== EXERCISE AIM ==
Copy, from the entries below, each line where the word "GraphQlGate" can be found.

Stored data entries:

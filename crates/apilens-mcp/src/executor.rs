//! Tool execution engine.
//!
//! Dispatches the two internal tools (`_query`, `_execute`) to the schema
//! compaction and execution pipelines. Every failure mode lands in a
//! structured envelope: remote and query errors come back as data inside a
//! successful tool result, and unexpected faults are caught one level up and
//! converted to a generic error result, so a failing call never terminates
//! the surrounding agent loop.

use crate::context::SessionContext;
use crate::protocol::ToolContent;
use crate::tools::{EXECUTE_TOOL, QUERY_TOOL};
use crate::{graphql, openapi, sql, tabulate};
use apilens_core::LimitsConfig;
use serde_json::{json, Value};
use std::collections::HashMap;
use std::time::Duration;

/// Result of a tool execution.
#[derive(Debug, Clone)]
pub struct ExecutionResult {
    /// Whether the execution was successful.
    pub success: bool,
    /// The result content.
    pub content: Vec<ToolContent>,
    /// Error message if failed.
    pub error: Option<String>,
}

impl ExecutionResult {
    /// Create a successful result with JSON content.
    pub fn success_json(value: Value) -> Self {
        Self {
            success: true,
            content: vec![ToolContent::Json { json: value }],
            error: None,
        }
    }

    /// Create an error result.
    pub fn error(message: impl Into<String>) -> Self {
        let msg = message.into();
        Self {
            success: false,
            content: vec![ToolContent::Text { text: msg.clone() }],
            error: Some(msg),
        }
    }
}

/// The tool executor runs internal tools against the target API.
#[derive(Debug, Clone)]
pub struct ToolExecutor {
    limits: LimitsConfig,
}

impl ToolExecutor {
    /// Create a new tool executor with the process limits.
    pub fn new(limits: LimitsConfig) -> Self {
        Self { limits }
    }

    fn timeout(&self) -> Duration {
        Duration::from_secs(self.limits.request_timeout_secs)
    }

    /// Execute an internal tool by its stable name.
    ///
    /// Handlers never see external names; the identity middleware has
    /// already mapped the invoked name back before dispatch.
    pub async fn execute(
        &self,
        internal_name: &str,
        arguments: &Value,
        session: Option<&SessionContext>,
    ) -> ExecutionResult {
        match internal_name {
            QUERY_TOOL => self.run_query_tool(arguments, session).await,
            EXECUTE_TOOL => self.run_execute_tool(arguments, session).await,
            other => ExecutionResult::error(format!("Tool not found: {other}")),
        }
    }

    /// `_query`: fetch and compact the target API's OpenAPI document.
    async fn run_query_tool(
        &self,
        arguments: &Value,
        session: Option<&SessionContext>,
    ) -> ExecutionResult {
        let spec_url = arguments
            .get("spec_url")
            .and_then(Value::as_str)
            .map(String::from)
            .or_else(|| session.map(|s| s.target_url.clone()))
            .unwrap_or_default();

        if spec_url.is_empty() {
            return ExecutionResult::error(
                "No spec URL available: pass spec_url or connect with a target URL",
            );
        }

        let schema = openapi::fetch_schema_context(
            &spec_url,
            &HashMap::new(),
            self.timeout(),
            self.limits.max_schema_chars,
        )
        .await;

        // Empty context means the spec was unusable, not legitimately empty.
        if schema.context.is_empty() {
            return ExecutionResult::error(format!(
                "OpenAPI spec at '{spec_url}' is unavailable or not version 3.x"
            ));
        }

        ExecutionResult::success_json(json!({
            "context": schema.context,
            "base_url": schema.base_url,
        }))
    }

    /// `_execute`: GraphQL execution and/or ad-hoc SQL over a payload.
    async fn run_execute_tool(
        &self,
        arguments: &Value,
        session: Option<&SessionContext>,
    ) -> ExecutionResult {
        let query = arguments.get("query").and_then(Value::as_str);
        let sql_text = arguments.get("sql").and_then(Value::as_str);
        let variables = arguments.get("variables");
        let data = arguments.get("data");

        match (query, sql_text) {
            (Some(query), sql_text) => {
                self.run_graphql(query, variables, sql_text, session).await
            }
            (None, Some(sql_text)) => match data {
                Some(data) => ExecutionResult::success_json(result_value(sql::execute(data, sql_text))),
                None => ExecutionResult::error("sql requires a data payload (or a query to run first)"),
            },
            (None, None) => {
                ExecutionResult::error("Nothing to execute: pass query (GraphQL) and/or sql with data")
            }
        }
    }

    async fn run_graphql(
        &self,
        query: &str,
        variables: Option<&Value>,
        sql_text: Option<&str>,
        session: Option<&SessionContext>,
    ) -> ExecutionResult {
        let endpoint = session.map(|s| s.target_url.as_str()).unwrap_or("");
        let gate = graphql::GraphQlGate::new(self.timeout());
        let result = gate
            .execute(query, variables, endpoint, &HashMap::new())
            .await;

        if !result.success {
            return ExecutionResult::success_json(result_value(result));
        }
        let data = result.data.unwrap_or_else(|| json!({}));

        // With sql, filter the fresh payload instead of returning a preview.
        if let Some(sql_text) = sql_text {
            return ExecutionResult::success_json(result_value(sql::execute(&data, sql_text)));
        }

        self.preview(&data)
    }

    /// Bounded tabular preview of a response payload.
    fn preview(&self, data: &Value) -> ExecutionResult {
        let (tables, schema_info) = tabulate::tabulize(data, "result");
        let Some(table) = tables.into_iter().next() else {
            // Scalar payloads have no tabular shape; return them as-is.
            return ExecutionResult::success_json(json!({ "data": data }));
        };

        let mut view = tabulate::truncate(&table.rows, &table.name, self.limits.max_tool_response_chars);
        if let Some(info) = schema_info {
            if view.schema.is_none() {
                view.schema = Some(info.schema);
                view.hint = Some(info.hint);
            }
        }

        match serde_json::to_value(&view) {
            Ok(value) => ExecutionResult::success_json(value),
            Err(e) => ExecutionResult::error(format!("failed to serialize preview: {e}")),
        }
    }
}

fn result_value(result: sql::QueryResult) -> Value {
    serde_json::to_value(&result).unwrap_or_else(|_| json!({"success": false, "error": "unserializable result"}))
}

#[cfg(test)]
mod tests {
    use super::*;

    fn executor() -> ToolExecutor {
        ToolExecutor::new(LimitsConfig::default())
    }

    #[tokio::test]
    async fn test_unknown_internal_tool() {
        let result = executor().execute("_nope", &json!({}), None).await;
        assert!(!result.success);
        assert!(result.error.unwrap().contains("_nope"));
    }

    #[tokio::test]
    async fn test_query_tool_requires_spec_url() {
        let result = executor().execute(QUERY_TOOL, &json!({}), None).await;
        assert!(!result.success);
        assert!(result.error.unwrap().contains("spec_url"));
    }

    #[tokio::test]
    async fn test_execute_tool_requires_arguments() {
        let result = executor().execute(EXECUTE_TOOL, &json!({}), None).await;
        assert!(!result.success);
    }

    #[tokio::test]
    async fn test_execute_sql_over_payload() {
        let args = json!({
            "sql": "SELECT id FROM users ORDER BY id DESC",
            "data": {"users": [{"id": 1}, {"id": 2}]}
        });
        let result = executor().execute(EXECUTE_TOOL, &args, None).await;
        assert!(result.success);
        let ToolContent::Json { json: value } = &result.content[0] else {
            panic!("expected json content");
        };
        assert_eq!(value["success"], json!(true));
        assert_eq!(value["result"][0]["id"], json!(2));
    }

    #[tokio::test]
    async fn test_execute_sql_error_is_data_not_fault() {
        let args = json!({
            "sql": "SELECT nope FROM nowhere",
            "data": {"users": [{"id": 1}]}
        });
        let result = executor().execute(EXECUTE_TOOL, &args, None).await;
        // The tool call succeeds; the envelope carries the engine failure.
        assert!(result.success);
        let ToolContent::Json { json: value } = &result.content[0] else {
            panic!("expected json content");
        };
        assert_eq!(value["success"], json!(false));
        assert!(value["error"].as_str().unwrap().starts_with("SQL error:"));
    }

    #[tokio::test]
    async fn test_sql_without_data_or_query() {
        let args = json!({"sql": "SELECT 1"});
        let result = executor().execute(EXECUTE_TOOL, &args, None).await;
        assert!(!result.success);
    }

    #[tokio::test]
    async fn test_missing_endpoint_is_config_error() {
        let args = json!({"query": "query { viewer }"});
        let result = executor().execute(EXECUTE_TOOL, &args, None).await;
        assert!(result.success);
        let ToolContent::Json { json: value } = &result.content[0] else {
            panic!("expected json content");
        };
        assert_eq!(value["success"], json!(false));
        assert_eq!(value["error"], json!("No endpoint provided"));
    }

    #[tokio::test]
    async fn test_mutation_rejected_via_execute_tool() {
        let session = crate::context::SessionContext {
            api_name: "example".to_string(),
            hostname: "api.example.com".to_string(),
            api_kind_label: "GraphQL".to_string(),
            // Unreachable on purpose: the pre-filter must reject first.
            target_url: "http://192.0.2.1/graphql".to_string(),
        };
        let args = json!({"query": "mutation { drop }"});
        let result = executor().execute(EXECUTE_TOOL, &args, Some(&session)).await;
        assert!(result.success);
        let ToolContent::Json { json: value } = &result.content[0] else {
            panic!("expected json content");
        };
        assert_eq!(value["success"], json!(false));
        assert_eq!(value["error"], json!("Mutations are not allowed (read-only mode)"));
    }
}
//! # apilens-mcp
//!
//! MCP (Model Context Protocol) server that sits between an LLM-driven agent
//! and arbitrary remote GraphQL/REST APIs. It keeps the agent's context
//! window bounded on every path:
//!
//! - **Schema compaction**: a verbose OpenAPI 3.x document becomes a compact,
//!   budget-bounded textual DSL (`openapi`).
//! - **Response tabulation**: arbitrary JSON responses become named tables
//!   with order-preserving truncated previews and shape hints (`tabulate`).
//! - **Ad-hoc SQL**: the agent can filter a payload with SQL against
//!   request-scoped staged tables, no persistent database (`sql`).
//! - **Read-only GraphQL**: mutations are blocked before any network I/O
//!   (`graphql`).
//! - **Session tool identity**: one stable internal tool surface is renamed
//!   per session, so a single handler serves many concurrent APIs
//!   (`identity`).
//!
//! ## Architecture
//!
//! ```text
//! AI Agent
//!     │  MCP protocol (list tools / call tool)
//!     ▼
//! ┌───────────────────────────┐
//! │ apilens MCP server        │
//! │ 1. Derive session context │ ← request headers (target URL, API kind)
//! │ 2. Rename tools in        │ ← identity middleware
//! │ 3. Dispatch _query /      │
//! │    _execute               │
//! │ 4. Tabulate + truncate    │
//! │ 5. Optional ad-hoc SQL    │ ← in-memory engine, per-call staging
//! └────────────┬──────────────┘
//!              │
//!              ▼
//!     Upstream GraphQL/REST API
//! ```

pub mod context;
pub mod error;
pub mod executor;
pub mod graphql;
pub mod http_transport;
pub mod identity;
pub mod openapi;
pub mod protocol;
pub mod server;
pub mod sql;
pub mod tabulate;
pub mod tools;

pub use context::SessionContext;
pub use error::McpError;
pub use executor::{ExecutionResult, ToolExecutor};
pub use graphql::GraphQlGate;
pub use protocol::{
    CallToolParams, JsonRpcRequest, JsonRpcResponse, RequestContext, ToolContent, ToolDefinition,
};
pub use server::McpServer;
pub use sql::QueryResult;
pub use tabulate::{TablePayload, TableSchemaInfo, TruncatedView};
pub use tools::ToolRegistry;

== RESULT OF THE EXERCISE ==
        let gate = graphql::GraphQlGate::new(self.timeout());
pub use graphql::GraphQlGate;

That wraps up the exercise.